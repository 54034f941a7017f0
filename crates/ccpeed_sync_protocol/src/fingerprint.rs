//! Content fingerprints.

use md5::{Digest, Md5};
use std::fmt;

/// Length of a fingerprint in bytes.
pub const FINGERPRINT_LEN: usize = 16;

/// MD5 digest of a file's raw bytes.
///
/// The device reports its etags with the same digest, so a local
/// fingerprint compares directly against a remote etag.
#[derive(Clone, Copy, PartialEq, Eq, Hash, PartialOrd, Ord)]
pub struct Fingerprint([u8; FINGERPRINT_LEN]);

impl Fingerprint {
    /// Fingerprints `content`.
    pub fn of(content: &[u8]) -> Self {
        let digest = Md5::digest(content);
        let mut bytes = [0u8; FINGERPRINT_LEN];
        bytes.copy_from_slice(&digest);
        Self(bytes)
    }

    /// Wraps raw digest bytes.
    pub const fn from_bytes(bytes: [u8; FINGERPRINT_LEN]) -> Self {
        Self(bytes)
    }

    /// Wraps a slice, if it has exactly 16 bytes.
    pub fn from_slice(bytes: &[u8]) -> Option<Self> {
        bytes.try_into().ok().map(Self)
    }

    /// Raw digest bytes.
    pub fn as_bytes(&self) -> &[u8; FINGERPRINT_LEN] {
        &self.0
    }

    /// Lowercase hex form.
    pub fn to_hex(&self) -> String {
        hex::encode(self.0)
    }
}

impl fmt::Display for Fingerprint {
    fn fmt(&self, f: &mut fmt::Formatter<'_>) -> fmt::Result {
        f.write_str(&self.to_hex())
    }
}

impl fmt::Debug for Fingerprint {
    fn fmt(&self, f: &mut fmt::Formatter<'_>) -> fmt::Result {
        write!(f, "Fingerprint({})", self.to_hex())
    }
}

#[cfg(test)]
mod tests {
    use super::*;
    use proptest::prelude::*;

    #[test]
    fn known_digests() {
        assert_eq!(
            Fingerprint::of(b"").to_hex(),
            "d41d8cd98f00b204e9800998ecf8427e"
        );
        assert_eq!(
            Fingerprint::of(b"print('hello')\n").to_hex(),
            hex::encode(Md5::digest(b"print('hello')\n"))
        );
    }

    #[test]
    fn from_slice_requires_16_bytes() {
        assert!(Fingerprint::from_slice(&[0u8; 16]).is_some());
        assert!(Fingerprint::from_slice(&[0u8; 15]).is_none());
        assert!(Fingerprint::from_slice(&[0u8; 17]).is_none());
    }

    #[test]
    fn single_byte_change_is_detected() {
        let a = Fingerprint::of(b"local x = 1");
        let b = Fingerprint::of(b"local x = 2");
        assert_ne!(a, b);
    }

    proptest! {
        #[test]
        fn equal_content_equal_fingerprint(
            content in proptest::collection::vec(any::<u8>(), 0..512)
        ) {
            let copy = content.clone();
            prop_assert_eq!(Fingerprint::of(&content), Fingerprint::of(&copy));
        }

        #[test]
        fn different_content_different_fingerprint(
            a in proptest::collection::vec(any::<u8>(), 0..256),
            b in proptest::collection::vec(any::<u8>(), 0..256),
        ) {
            prop_assume!(a != b);
            prop_assert_ne!(Fingerprint::of(&a), Fingerprint::of(&b));
        }
    }
}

## What is expected
Could you reproduce every line of the listing exactly?

## Your response
repository 54034f941a7017f0
filename crates/ccpeed_sync_protocol/src/fingerprint.rs
//! Content fingerprints.

use md5::{Digest, Md5};
use std::fmt;

/// Length of a fingerprint in bytes.
pub const FINGERPRINT_LEN: usize = 16;

/// MD5 digest of a file's raw bytes.
///
/// The device reports its etags with the same digest, so a local
/// fingerprint compares directly against a remote etag.
#[derive(Clone, Copy, PartialEq, Eq, Hash, PartialOrd, Ord)]
pub struct Fingerprint([u8; FINGERPRINT_LEN]);

impl Fingerprint {
    /// Fingerprints `content`.
    pub fn of(content: &[u8]) -> Self {
        let digest = Md5::digest(content);
        let mut bytes = [0u8; FINGERPRINT_LEN];
        bytes.copy_from_slice(&digest);
        Self(bytes)
    }

    /// Wraps raw digest bytes.
    pub const fn from_bytes(bytes: [u8; FINGERPRINT_LEN]) -> Self {
        Self(bytes)
    }

    /// Wraps a slice, if it has exactly 16 bytes.
    pub fn from_slice(bytes: &[u8]) -> Option<Self> {
        bytes.try_into().ok().map(Self)
    }

    /// Raw digest bytes.
    pub fn as_bytes(&self) -> &[u8; FINGERPRINT_LEN] {
        &self.0
    }

    /// Lowercase hex form.
    pub fn to_hex(&self) -> String {
        hex::encode(self.0)
    }
}

impl fmt::Display for Fingerprint {
    fn fmt(&self, f: &mut fmt::Formatter<'_>) -> fmt::Result {
        f.write_str(&self.to_hex())
    }
}

impl fmt::Debug for Fingerprint {
    fn fmt(&self, f: &mut fmt::Formatter<'_>) -> fmt::Result {
        write!(f, "Fingerprint({})", self.to_hex())
    }
}

#[cfg(test)]
mod tests {
    use super::*;
    use proptest::prelude::*;

    #[test]
    fn known_digests() {
        assert_eq!(
            Fingerprint::of(b"").to_hex(),
            "d41d8cd98f00b204e9800998ecf8427e"
        );
        assert_eq!(
            Fingerprint::of(b"print('hello')\n").to_hex(),
            hex::encode(Md5::digest(b"print('hello')\n"))
        );
    }

    #[test]
    fn from_slice_requires_16_bytes() {
        assert!(Fingerprint::from_slice(&[0u8; 16]).is_some());
        assert!(Fingerprint::from_slice(&[0u8; 15]).is_none());
        assert!(Fingerprint::from_slice(&[0u8; 17]).is_none());
    }

    #[test]
    fn single_byte_change_is_detected() {
        let a = Fingerprint::of(b"local x = 1");
        let b = Fingerprint::of(b"local x = 2");
        assert_ne!(a, b);
    }

    proptest! {
        #[test]
        fn equal_content_equal_fingerprint(
            content in proptest::collection::vec(any::<u8>(), 0..512)
        ) {
            let copy = content.clone();
            prop_assert_eq!(Fingerprint::of(&content), Fingerprint::of(&copy));
        }

        #[test]
        fn different_content_different_fingerprint(
            a in proptest::collection::vec(any::<u8>(), 0..256),
            b in proptest::collection::vec(any::<u8>(), 0..256),
        ) {
            prop_assume!(a != b);
            prop_assert_ne!(Fingerprint::of(&a), Fingerprint::of(&b));
        }
    }
}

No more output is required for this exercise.